Instead of eliminating the penny, why not just scale back production?

I was thinking about this today, instead of the USA (or any country) eliminating the penny due to costs associated with it. Why don’t they just scale production down drastically?

I pulled 10 pennies out of my pocket, the production years were:

1967
1995
1981
1995
2016
2003
1977
2005
1984
1999

My pocket is hardly a fair snapshot of the entire penny stockpile, but I think you guys catch my drift.

There are billions of pennies, some from
severAl decades ago still being used daily. Why is the US still pumping out billions more every year? Is there some sort of legislation forcing this?
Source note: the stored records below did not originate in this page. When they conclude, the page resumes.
//! Host error taxonomy.
//!
//! Every fatal condition is returned as a [`HostError`] and handled once, in
//! [`crate::lifecycle::run_and_flush`]. Runtime faults and forced shutdowns
//! are outcomes, not errors: see [`crate::lifecycle::HostOutcome`].

use thiserror::Error;

use crate::config::ConfigError;
use crate::lifecycle::TransitionError;
use crate::observability::LoggingError;
use crate::service::ServiceError;

#[derive(Debug, Error)]
pub enum HostError {
    /// A required configuration source failed. Raised before Starting.
    #[error("configuration could not be loaded")]
    Configuration(#[from] ConfigError),

    /// The managed service failed to start. Stop is never attempted.
    #[error("service `{service}` failed to start")]
    ServiceStart {
        service: String,
        #[source]
        source: ServiceError,
    },

    #[error("logging could not be initialized")]
    Logging(#[from] LoggingError),

    #[error("failed to install signal handlers")]
    Signals(#[source] std::io::Error),

    #[error(transparent)]
    Transition(#[from] TransitionError),
}
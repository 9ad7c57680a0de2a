//! Configuration assembly.
//!
//! Folds an ordered list of sources into one [`MergedConfiguration`]. Later
//! sources win on key collisions.

use thiserror::Error;

use crate::config::merged::MergedConfiguration;
use crate::config::sources::{
    CommandLineSource, ConfigurationSource, EnvironmentSource, FileSource,
};

/// Error type for configuration loading.
#[derive(Debug, Error)]
pub enum ConfigError {
    /// A required source does not exist.
    #[error("required configuration source {origin} was not found")]
    Missing { origin: String },

    #[error("failed to read {origin}: {source}")]
    Io {
        origin: String,
        #[source]
        source: std::io::Error,
    },

    #[error("failed to parse {origin} as JSON: {source}")]
    Json {
        origin: String,
        #[source]
        source: serde_json::Error,
    },

    #[error("failed to parse {origin} as TOML: {source}")]
    Toml {
        origin: String,
        #[source]
        source: toml::de::Error,
    },

    /// Settings files must contain an object/table at the top level.
    #[error("{origin} does not contain an object at its root")]
    InvalidRoot { origin: String },

    #[error("malformed command-line argument `{argument}`")]
    MalformedArgument { argument: String },
}

/// Ordered list of configuration sources.
#[derive(Default)]
pub struct ConfigurationBuilder {
    sources: Vec<Box<dyn ConfigurationSource>>,
}

impl ConfigurationBuilder {
    pub fn new() -> Self {
        Self::default()
    }

    /// Append a source; it takes precedence over every source added before it.
    pub fn add_source(mut self, source: impl ConfigurationSource + 'static) -> Self {
        self.sources.push(Box::new(source));
        self
    }

    pub fn add_file(self, path: impl Into<std::path::PathBuf>, optional: bool) -> Self {
        self.add_source(FileSource::new(path, optional))
    }

    pub fn add_environment(self, prefix: &str, vars: Vec<(String, String)>) -> Self {
        self.add_source(EnvironmentSource::from_vars(prefix, vars))
    }

    pub fn add_command_line(self, args: Vec<String>) -> Self {
        self.add_source(CommandLineSource::new(args))
    }

    pub fn source_count(&self) -> usize {
        self.sources.len()
    }

    /// Load every source in order and merge the results.
    ///
    /// Optional sources that are missing or fail to load are skipped. Any
    /// failure of a required source aborts the whole assembly.
    pub fn build(&self) -> Result<MergedConfiguration, ConfigError> {
        let mut merged = MergedConfiguration::new();

        for (read_order, source) in self.sources.iter().enumerate() {
            let origin = source.origin();
            match source.load() {
                Ok(Some(settings)) => {
                    tracing::debug!(
                        origin = %origin,
                        read_order,
                        keys = settings.len(),
                        "Configuration source loaded"
                    );
                    for (key, value) in settings {
                        merged.insert(&key, value);
                    }
                }
                Ok(None) if source.is_optional() => {
                    tracing::debug!(origin = %origin, read_order, "Optional configuration source not found, skipping");
                }
                Ok(None) => return Err(ConfigError::Missing { origin }),
                Err(e) if source.is_optional() => {
                    tracing::debug!(origin = %origin, read_order, error = %e, "Optional configuration source failed to load, skipping");
                }
                Err(e) => return Err(e),
            }
        }

        Ok(merged)
    }
}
The problem is that so many people wind up with huge stockpiles of pennies. I have a gallon of the damn things, and I can’t figure out how to get rid of them. No vending machines take them, I don’t want to be the person holding up the line at the store trying to get rid of them and the commercial coin processing machines are a rip-off. It would seem to be cheaper to have subsidized coin processing machines at every store that would give full value back in bills or debit cards than keep making pennies.

A huge number of pennies go out of circulation each year, so the new pennies are needed to meet the demand from banks. Pretty much every penny enters circulation as change given by a retailer, but a lot of those pennies either never get used again or only get used again after a long delay. Scaling down production of pennies would have the same effect as abolishing them, because the banks’ supplies would dry up fairly soon.

Every grocery store self-checkout machine I have ever used does.

It’s not that much of a hassle to roll up fifty pennies at a time and take the rolls to the bank. I used to do this with my son’s piggy bank, which also included nickels, dimes, and quarters. Eventually there was enough accumulated loot in his kid’s account to buy a few shares in his favorite gaming company on the NASDAQ, and some years later it was all worth real money.

Because of heavy lobbying of Congress by zinc producers (pennies are 97.5% zinc) and companies like the one which makes CoinStar machines (which count all those unwanted pennies out there, for a fee…)

You know what I do when I find pennies in trade-ins at work? I suck them up with the shop vac.

Pennies are a tool for a bygone era. I think they see continued production and distribution due to decades of momentum. Of course one must also factor in the laziness and/or reluctance of the retail world to round up our down to the nearest nickel.

Yes, but they’re the only ones I see. Soda machines and snack machines don’t usually take them.

Canada nuked them a year or two ago, as I’m sure you’re aware.

Great decision. They’re useless.

I do not understand why pennies are so hard for some people. If you manage your change correctly you will never have more than four pennies in your possession, and never more than seven coins total. And if you just take the minimal effort to get your change in your hand as you get in line, it adds precisely zero time to your transaction.

There is absolutely no reason to let them pile up unless you just want to stockpile them.

Err… where do you live?

Because the automated check-outs where I work happily take pennies. There is a coin machine just as you describe next to the customer service desk. My bank has a coin sorting machine that performs a similar function, allowing you to redeem the chit for cash in a larger denomination or deposit it in your account.

Really? Then why do they keep showing up where I work in the coin drawers?

They’re probably coming out of American stockpiles. Canada last minted pennies in 2012 and stopped distributing them in 2013, so they aren’t coming across the border any more.

I’m not sure anyone really misses them.

How about the vending machines at the Post Office which sell stamps?

Actually, just one zinc producer. The amount of zinc made into pennies is a rather small fraction of the total zinc production. But one company (whose name I’ve forgotten off hand) has the contract to sell zinc to the US Mint. They also fund an astroroots lobbying campaign called Americans for Common Cents.

CoinStar itself is a big on lobbying for the penny. Without it, they’d be out of business in no time.

That’s far more mental effort than most people want to expend.

Same problem here in the UK. We still have 1p and 2p coins (1p is worth a little over a cent). In a discussion recently, a small, unrepresentative group of us were unanimous that if we dropped any copper coin on the ground, we wouldn’t bother to pick it up. As it happens, cash money is on the way out here for most legitimate transactions.

Because you still deal with pennies: we don’t.

I haven’t touched one in a couple of years.

They’re ridiculously stupid .

Australia stopped using 1c and 2c coins in 1992.

Also, New Zealand redesigned all its coins in 2006, the smallest NZ coin is now a copper-coloured 10c.

But keep on arguing about it, USA. Of course it’s impossible to fix your coinage.